### WHAT TO DO
In the entries that follow, find the line containing "background merges collapse", then output exactly every line from the first through that one.

Stored data entries:
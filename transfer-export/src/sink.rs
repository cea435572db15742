//! ClickHouse sink and the size-bounded buffered writer.
//!
//! The destination table is a `ReplacingMergeTree` ordered by
//! `(transaction_hash, block_number)`: background merges collapse
//! duplicate rows, which is what makes redelivery of a retried batch
//! harmless. The writer never retries a flush itself; write idempotency
//! is entirely the engine's dedup-on-merge.

use std::fmt;

use anyhow::{Context, Result};
use clickhouse::{Client, Row};
use serde::Serialize;
use time::OffsetDateTime;

use crate::config::ClickHouseConfig;
use crate::types::TransferEvent;

/// Destination store for enriched transfer events.
pub trait EventSink {
    /// Create the destination database and table if missing.
    fn ensure_schema(&self) -> impl Future<Output = Result<()>>;

    /// Bulk-insert one batch of events.
    fn insert(&self, events: &[TransferEvent]) -> impl Future<Output = Result<()>>;
}

/// Row layout of the export table; field names match the DDL columns.
#[derive(Debug, Row, Serialize)]
struct TransferRow {
    block_number: u64,
    transaction_hash: String,
    from_address: String,
    to_address: String,
    value: String,
    #[serde(with = "clickhouse::serde::time::datetime")]
    timestamp: OffsetDateTime,
    receipt_block_hash: String,
    receipt_block_number: u64,
    receipt_contract_address: Option<String>,
    receipt_cumulative_gas_used: u64,
    receipt_effective_gas_price: String,
    receipt_from: String,
    receipt_gas_used: u64,
    receipt_logs_bloom: String,
    receipt_status: u8,
    receipt_to: Option<String>,
    receipt_transaction_index: u32,
    receipt_logs: String,
}

impl From<&TransferEvent> for TransferRow {
    fn from(event: &TransferEvent) -> Self {
        let receipt = &event.receipt;
        #[allow(
            clippy::cast_possible_truncation,
            reason = "transaction indices fit u32; a block holds nowhere near 2^32 transactions"
        )]
        let transaction_index = receipt.transaction_index as u32;
        Self {
            block_number: event.block_number,
            transaction_hash: format!("{:#x}", event.transaction_hash),
            from_address: format!("{:#x}", event.from),
            to_address: format!("{:#x}", event.to),
            value: event.value.to_string(),
            timestamp: i64::try_from(event.timestamp)
                .ok()
                .and_then(|secs| OffsetDateTime::from_unix_timestamp(secs).ok())
                .unwrap_or(OffsetDateTime::UNIX_EPOCH),
            receipt_block_hash: format!("{:#x}", receipt.block_hash),
            receipt_block_number: receipt.block_number,
            receipt_contract_address: receipt.contract_address.map(|a| format!("{a:#x}")),
            receipt_cumulative_gas_used: receipt.cumulative_gas_used,
            receipt_effective_gas_price: receipt.effective_gas_price.to_string(),
            receipt_from: format!("{:#x}", receipt.from),
            receipt_gas_used: receipt.gas_used,
            receipt_logs_bloom: format!("{:#x}", receipt.logs_bloom),
            receipt_status: u8::from(receipt.status),
            receipt_to: receipt.to.map(|a| format!("{a:#x}")),
            receipt_transaction_index: transaction_index,
            receipt_logs: receipt.logs_json.clone(),
        }
    }
}

/// [`EventSink`] backed by the ClickHouse HTTP interface.
#[derive(Clone)]
pub struct ClickHouseSink {
    client: Client,
    database: String,
    table: String,
}

// Manual impl: `clickhouse::Client` is not `Debug`, and its connection
// settings carry credentials anyway.
impl fmt::Debug for ClickHouseSink {
    fn fmt(&self, f: &mut fmt::Formatter<'_>) -> fmt::Result {
        f.debug_struct("ClickHouseSink")
            .field("database", &self.database)
            .field("table", &self.table)
            .finish_non_exhaustive()
    }
}

impl ClickHouseSink {
    /// Connect a sink from configuration; the connection is reused across
    /// iterations for the whole process lifetime.
    #[must_use]
    pub fn connect(config: &ClickHouseConfig) -> Self {
        let mut client = Client::default().with_url(&config.url);
        if let Some(user) = &config.user {
            client = client.with_user(user);
        }
        if let Some(password) = &config.password {
            client = client.with_password(password);
        }
        Self {
            client,
            database: config.database.clone(),
            table: config.table.clone(),
        }
    }

    fn qualified_table(&self) -> String {
        format!("{}.{}", self.database, self.table)
    }

    fn table_ddl(&self) -> String {
        format!(
            r"CREATE TABLE IF NOT EXISTS {table} (
    block_number UInt64,
    transaction_hash String,
    from_address String,
    to_address String,
    value String,
    timestamp DateTime,
    receipt_block_hash String,
    receipt_block_number UInt64,
    receipt_contract_address Nullable(String),
    receipt_cumulative_gas_used UInt64,
    receipt_effective_gas_price String,
    receipt_from String,
    receipt_gas_used UInt64,
    receipt_logs_bloom String,
    receipt_status UInt8,
    receipt_to Nullable(String),
    receipt_transaction_index UInt32,
    receipt_logs String,
    updated_at DateTime DEFAULT now()
) ENGINE = ReplacingMergeTree(updated_at)
ORDER BY (transaction_hash, block_number)
PARTITION BY intDiv(block_number, 100000)
SETTINGS index_granularity = 8192",
            table = self.qualified_table()
        )
    }

    fn index_ddl(&self) -> Vec<String> {
        let table = self.qualified_table();
        vec![
            format!(
                "ALTER TABLE {table} ADD INDEX IF NOT EXISTS idx_timestamp timestamp TYPE minmax GRANULARITY 4"
            ),
            format!(
                "ALTER TABLE {table} ADD INDEX IF NOT EXISTS idx_from_address from_address TYPE bloom_filter GRANULARITY 1"
            ),
            format!(
                "ALTER TABLE {table} ADD INDEX IF NOT EXISTS idx_to_address to_address TYPE bloom_filter GRANULARITY 1"
            ),
            format!(
                "ALTER TABLE {table} ADD INDEX IF NOT EXISTS idx_block_number block_number TYPE minmax GRANULARITY 4"
            ),
        ]
    }
}

impl EventSink for ClickHouseSink {
    async fn ensure_schema(&self) -> Result<()> {
        self.client
            .query(&format!("CREATE DATABASE IF NOT EXISTS {}", self.database))
            .execute()
            .await
            .with_context(|| format!("creating database {}", self.database))?;

        self.client
            .query(&self.table_ddl())
            .execute()
            .await
            .with_context(|| format!("creating table {}", self.qualified_table()))?;

        for ddl in self.index_ddl() {
            self.client
                .query(&ddl)
                .execute()
                .await
                .with_context(|| format!("adding skip index on {}", self.qualified_table()))?;
        }

        tracing::info!(table = %self.qualified_table(), "schema ready");
        Ok(())
    }

    async fn insert(&self, events: &[TransferEvent]) -> Result<()> {
        if events.is_empty() {
            return Ok(());
        }

        let table = self.qualified_table();
        let mut insert = self
            .client
            .insert::<TransferRow>(&table)
            .with_context(|| format!("opening insert into {table}"))?;
        for event in events {
            insert
                .write(&TransferRow::from(event))
                .await
                .with_context(|| format!("writing row {:#x}", event.transaction_hash))?;
        }
        insert
            .end()
            .await
            .with_context(|| format!("committing insert into {table}"))?;

        tracing::debug!(rows = events.len(), table = %table, "inserted");
        Ok(())
    }
}

/// Size-bounded buffer between the fetcher and the sink.
///
/// Owned exclusively by one iteration; flushes whenever the threshold is
/// reached and once more for any remainder at iteration end, keeping each
/// insert well under transport payload limits.
#[derive(Debug)]
pub struct SinkWriter<'a, S> {
    sink: &'a S,
    buffer: Vec<TransferEvent>,
    max_rows: usize,
}

impl<'a, S: EventSink> SinkWriter<'a, S> {
    /// Create a writer flushing to `sink` every `max_rows` events.
    #[must_use]
    pub const fn new(sink: &'a S, max_rows: usize) -> Self {
        Self {
            sink,
            buffer: Vec::new(),
            max_rows,
        }
    }

    /// Buffer one event, flushing first if the buffer is full.
    ///
    /// # Errors
    ///
    /// Returns an error if a triggered flush fails; the buffer keeps its
    /// contents so the caller can abandon the iteration without advancing
    /// the checkpoint.
    pub async fn append(&mut self, event: TransferEvent) -> Result<()> {
        self.buffer.push(event);
        self.flush_if_full().await
    }

    /// Flush if the configured threshold is reached.
    ///
    /// # Errors
    ///
    /// Returns an error if the sink insert fails.
    pub async fn flush_if_full(&mut self) -> Result<()> {
        if self.buffer.len() >= self.max_rows {
            self.flush().await?;
        }
        Ok(())
    }

    /// Flush whatever is left, regardless of threshold. Consumes the
    /// writer; a buffer is never carried across iterations.
    ///
    /// # Errors
    ///
    /// Returns an error if the sink insert fails.
    pub async fn flush_remaining(mut self) -> Result<()> {
        if !self.buffer.is_empty() {
            self.flush().await?;
        }
        Ok(())
    }

    async fn flush(&mut self) -> Result<()> {
        self.sink.insert(&self.buffer).await?;
        tracing::info!(rows = self.buffer.len(), "flushed batch to sink");
        self.buffer.clear();
        Ok(())
    }
}

#[cfg(test)]
mod tests {
    use crate::config::ClickHouseConfig;
    use crate::testutil::{MockSink, transfer_event};

    use super::{ClickHouseSink, EventSink, SinkWriter};

    #[test]
    fn sink_debug_reports_the_destination_without_the_client() {
        let sink = ClickHouseSink::connect(&ClickHouseConfig {
            url: "http://localhost:8123".to_owned(),
            database: "transfers".to_owned(),
            table: "wallet_transfers".to_owned(),
            user: None,
            password: Some("secret".to_owned()),
            flush_max_rows: 1_000,
        });

        let dump = format!("{sink:?}");
        assert!(dump.contains("transfers"), "database is visible: {dump}");
        assert!(dump.contains("wallet_transfers"), "table is visible: {dump}");
        assert!(!dump.contains("secret"), "credentials never leak into debug output: {dump}");
    }

    #[tokio::test]
    async fn threshold_triggers_exactly_one_full_flush() {
        let sink = MockSink::default();
        let mut writer = SinkWriter::new(&sink, 3);

        for i in 0..3u8 {
            writer.append(transfer_event(100 + u64::from(i), i)).await.expect("append");
        }
        assert_eq!(sink.insert_sizes(), vec![3], "one flush with exactly the threshold count");

        writer.append(transfer_event(200, 9)).await.expect("append past threshold");
        assert_eq!(sink.insert_sizes(), vec![3], "partial buffer does not flush early");

        writer.flush_remaining().await.expect("final flush");
        assert_eq!(sink.insert_sizes(), vec![3, 1], "remainder flushes exactly once");
    }

    #[tokio::test]
    async fn empty_remainder_does_not_flush() {
        let sink = MockSink::default();
        let writer = SinkWriter::new(&sink, 3);

        writer.flush_remaining().await.expect("empty flush is a no-op");
        assert!(sink.insert_sizes().is_empty(), "no insert call for an empty buffer");
    }

    #[tokio::test]
    async fn redelivery_is_idempotent_under_dedup_keys() {
        let sink = MockSink::default();
        let batch = vec![transfer_event(100, 1), transfer_event(101, 2)];

        sink.insert(&batch).await.expect("first delivery");
        sink.insert(&batch).await.expect("redelivery");

        assert_eq!(sink.insert_sizes(), vec![2, 2], "both deliveries reach the sink");
        assert_eq!(sink.unique_rows(), 2, "merge-time dedup keeps one logical row per key");
    }

    #[tokio::test]
    async fn failed_flush_keeps_the_buffer() {
        let sink = MockSink::default();
        sink.fail_next();
        let mut writer = SinkWriter::new(&sink, 1);

        let result = writer.append(transfer_event(100, 1)).await;
        assert!(result.is_err(), "flush failure propagates");
        assert_eq!(sink.unique_rows(), 0, "nothing was recorded by the failed insert");

        writer.flush_remaining().await.expect("retry after recovery");
        assert_eq!(sink.unique_rows(), 1, "buffered event survives a failed flush");
    }
}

### ANSWER TO THIS PROBLEM
filename transfer-export/src/sink.rs
repository cea435572db15742
//! ClickHouse sink and the size-bounded buffered writer.
//!
//! The destination table is a `ReplacingMergeTree` ordered by
//! `(transaction_hash, block_number)`: background merges collapse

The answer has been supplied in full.